Could you repeat every record exactly as it appears?

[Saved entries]
+--

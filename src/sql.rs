//! Query Text Construction
//!
//! Pure functions that build the SQL sent to the engine adapter. Relation and
//! column names are not a closed set (they come from remote CSV headers), so
//! every identifier is escaped before interpolation, and relation names that
//! the workbench itself mints are additionally validated.

use crate::error::{Result, WorkbenchError};

/// Quote an identifier for the engine, doubling any embedded quotes.
pub fn quote_ident(name: &str) -> String {
    format!("\"{}\"", name.replace('"', "\"\""))
}

/// Validate a relation name minted by the workbench (dataset codes, view
/// names). Column names from CSV headers are free-form and only ever escaped.
pub fn validate_relation_name(name: &str) -> Result<()> {
    if name.is_empty() {
        return Err(WorkbenchError::Validation(
            "relation name must not be empty".to_string(),
        ));
    }
    if !name.chars().all(|c| c.is_ascii_alphanumeric() || c == '_') {
        return Err(WorkbenchError::Validation(format!(
            "relation name '{}' contains characters outside [A-Za-z0-9_]",
            name
        )));
    }
    Ok(())
}

/// Starter query placed in the editor after a dataset loads.
pub fn preview_query(relation: &str) -> String {
    format!("SELECT * FROM {} LIMIT 50", quote_ident(relation))
}

/// Single aggregate query for key overlap between two relations.
///
/// Distinct key sets are built once as CTEs; the three counts come back as
/// one row. Set semantics: duplicate key values in a relation count once.
pub fn overlap_query(left: &str, right: &str, key: &str) -> String {
    let k = quote_ident(key);
    format!(
        "WITH ka AS (SELECT DISTINCT {k} AS k FROM {l}), \
         kb AS (SELECT DISTINCT {k} AS k FROM {r}) \
         SELECT * FROM (SELECT COUNT(*) AS distinct_left FROM ka) AS la \
         CROSS JOIN (SELECT COUNT(*) AS distinct_right FROM kb) AS lb \
         CROSS JOIN (SELECT COUNT(*) AS matching_keys FROM ka INNER JOIN kb ON ka.k = kb.k) AS m",
        k = k,
        l = quote_ident(left),
        r = quote_ident(right),
    )
}

/// Starter SQL for joining two relations on a proposed key. When no key was
/// found the placeholder makes the manual edit obvious.
pub fn join_template(left: &str, right: &str, key: Option<&str>) -> String {
    let key = key.unwrap_or("REPLACE_WITH_COLUMN");
    format!(
        "SELECT a.*, b.* FROM {l} AS a INNER JOIN {r} AS b ON a.{k} = b.{k} LIMIT 100",
        l = quote_ident(left),
        r = quote_ident(right),
        k = quote_ident(key),
    )
}

/// Filter query generated from a clicked drill-down value.
pub fn filter_query(relation: &str, column: &str, value: &serde_json::Value) -> String {
    match value {
        serde_json::Value::Null => format!(
            "SELECT * FROM {} WHERE {} IS NULL LIMIT 100",
            quote_ident(relation),
            quote_ident(column)
        ),
        _ => format!(
            "SELECT * FROM {} WHERE {} = {} LIMIT 100",
            quote_ident(relation),
            quote_ident(column),
            sql_literal(value)
        ),
    }
}

/// Render a JSON value as a SQL literal, quoting strings with doubled
/// embedded quotes.
pub fn sql_literal(value: &serde_json::Value) -> String {
    match value {
        serde_json::Value::Null => "NULL".to_string(),
        serde_json::Value::Bool(b) => b.to_string(),
        serde_json::Value::Number(n) => n.to_string(),
        serde_json::Value::String(s) => format!("'{}'", s.replace('\'', "''")),
        other => format!("'{}'", other.to_string().replace('\'', "''")),
    }
}

#[cfg(test)]
mod tests {
    use super::*;

    #[test]
    fn test_quote_ident_doubles_embedded_quotes() {
        assert_eq!(quote_ident("Year"), "\"Year\"");
        assert_eq!(quote_ident("a\"b"), "\"a\"\"b\"");
    }

    #[test]
    fn test_validate_relation_name() {
        assert!(validate_relation_name("px_ABC01").is_ok());
        assert!(validate_relation_name("").is_err());
        assert!(validate_relation_name("px_A; DROP TABLE x").is_err());
    }

    #[test]
    fn test_overlap_query_mentions_both_relations() {
        let sql = overlap_query("px_A", "px_B", "Year");
        assert!(sql.contains("\"px_A\""));
        assert!(sql.contains("\"px_B\""));
        assert!(sql.contains("DISTINCT \"Year\""));
        assert!(sql.contains("matching_keys"));
    }

    #[test]
    fn test_join_template_placeholder_without_key() {
        let sql = join_template("px_A", "px_B", None);
        assert!(sql.contains("REPLACE_WITH_COLUMN"));
        let sql = join_template("px_A", "px_B", Some("Year"));
        assert!(sql.contains("a.\"Year\" = b.\"Year\""));
    }

    #[test]
    fn test_sql_literal_escaping() {
        assert_eq!(sql_literal(&serde_json::json!("O'Brien")), "'O''Brien'");
        assert_eq!(sql_literal(&serde_json::json!(42)), "42");
        assert_eq!(sql_literal(&serde_json::Value::Null), "NULL");
    }
}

+--

ANSWER FOR THIS EXERCISE =
filename src/sql.rs
//! Query Text Construction
//!
//! Pure functions that build the SQL sent to the engine adapter. Relation and
//! column names are not a closed set (they come from remote CSV headers), so
//! every identifier is escaped before interpolation, and relation names that
//! the workbench itself mints are additionally validated.

use crate::error::{Result, WorkbenchError};

/// Quote an identifier for the engine, doubling any embedded quotes.
pub fn quote_ident(name: &str) -> String {
    format!("\"{}\"", name.replace('"', "\"\""))
}

/// Validate a relation name minted by the workbench (dataset codes, view
/// names). Column names from CSV headers are free-form and only ever escaped.
pub fn validate_relation_name(name: &str) -> Result<()> {
    if name.is_empty() {
        return Err(WorkbenchError::Validation(
            "relation name must not be empty".to_string(),
        ));
    }
    if !name.chars().all(|c| c.is_ascii_alphanumeric() || c == '_') {
        return Err(WorkbenchError::Validation(format!(
            "relation name '{}' contains characters outside [A-Za-z0-9_]",
            name
        )));
    }
    Ok(())
}

/// Starter query placed in the editor after a dataset loads.
pub fn preview_query(relation: &str) -> String {
    format!("SELECT * FROM {} LIMIT 50", quote_ident(relation))
}

/// Single aggregate query for key overlap between two relations.
///
/// Distinct key sets are built once as CTEs; the three counts come back as
/// one row. Set semantics: duplicate key values in a relation count once.
pub fn overlap_query(left: &str, right: &str, key: &str) -> String {
    let k = quote_ident(key);
    format!(
        "WITH ka AS (SELECT DISTINCT {k} AS k FROM {l}), \
         kb AS (SELECT DISTINCT {k} AS k FROM {r}) \
         SELECT * FROM (SELECT COUNT(*) AS distinct_left FROM ka) AS la \
         CROSS JOIN (SELECT COUNT(*) AS distinct_right FROM kb) AS lb \
         CROSS JOIN (SELECT COUNT(*) AS matching_keys FROM ka INNER JOIN kb ON ka.k = kb.k) AS m",
        k = k,
        l = quote_ident(left),
        r = quote_ident(right),
    )
}

/// Starter SQL for joining two relations on a proposed key. When no key was
/// found the placeholder makes the manual edit obvious.
pub fn join_template(left: &str, right: &str, key: Option<&str>) -> String {
    let key = key.unwrap_or("REPLACE_WITH_COLUMN");
    format!(
        "SELECT a.*, b.* FROM {l} AS a INNER JOIN {r} AS b ON a.{k} = b.{k} LIMIT 100",
        l = quote_ident(left),
        r = quote_ident(right),
        k = quote_ident(key),
    )
}

/// Filter query generated from a clicked drill-down value.
pub fn filter_query(relation: &str, column: &str, value: &serde_json::Value) -> String {
    match value {
        serde_json::Value::Null => format!(
            "SELECT * FROM {} WHERE {} IS NULL LIMIT 100",
            quote_ident(relation),
            quote_ident(column)
        ),
        _ => format!(
            "SELECT * FROM {} WHERE {} = {} LIMIT 100",
            quote_ident(relation),
            quote_ident(column),
            sql_literal(value)
        ),
    }
}

/// Render a JSON value as a SQL literal, quoting strings with doubled
/// embedded quotes.
pub fn sql_literal(value: &serde_json::Value) -> String {
    match value {
        serde_json::Value::Null => "NULL".to_string(),
        serde_json::Value::Bool(b) => b.to_string(),
        serde_json::Value::Number(n) => n.to_string(),
        serde_json::Value::String(s) => format!("'{}'", s.replace('\'', "''")),
        other => format!("'{}'", other.to_string().replace('\'', "''")),
    }
}

#[cfg(test)]
mod tests {
    use super::*;

    #[test]
    fn test_quote_ident_doubles_embedded_quotes() {
        assert_eq!(quote_ident("Year"), "\"Year\"");
        assert_eq!(quote_ident("a\"b"), "\"a\"\"b\"");
    }

    #[test]
    fn test_validate_relation_name() {
        assert!(validate_relation_name("px_ABC01").is_ok());
        assert!(validate_relation_name("").is_err());
        assert!(validate_relation_name("px_A; DROP TABLE x").is_err());
    }

    #[test]
    fn test_overlap_query_mentions_both_relations() {
        let sql = overlap_query("px_A", "px_B", "Year");
        assert!(sql.contains("\"px_A\""));
        assert!(sql.contains("\"px_B\""));
        assert!(sql.contains("DISTINCT \"Year\""));
        assert!(sql.contains("matching_keys"));
    }

    #[test]
    fn test_join_template_placeholder_without_key() {
        let sql = join_template("px_A", "px_B", None);
        assert!(sql.contains("REPLACE_WITH_COLUMN"));
        let sql = join_template("px_A", "px_B", Some("Year"));
        assert!(sql.contains("a.\"Year\" = b.\"Year\""));
    }

    #[test]
    fn test_sql_literal_escaping() {
        assert_eq!(sql_literal(&serde_json::json!("O'Brien")), "'O''Brien'");
        assert_eq!(sql_literal(&serde_json::json!(42)), "42");
        assert_eq!(sql_literal(&serde_json::Value::Null), "NULL");
    }
}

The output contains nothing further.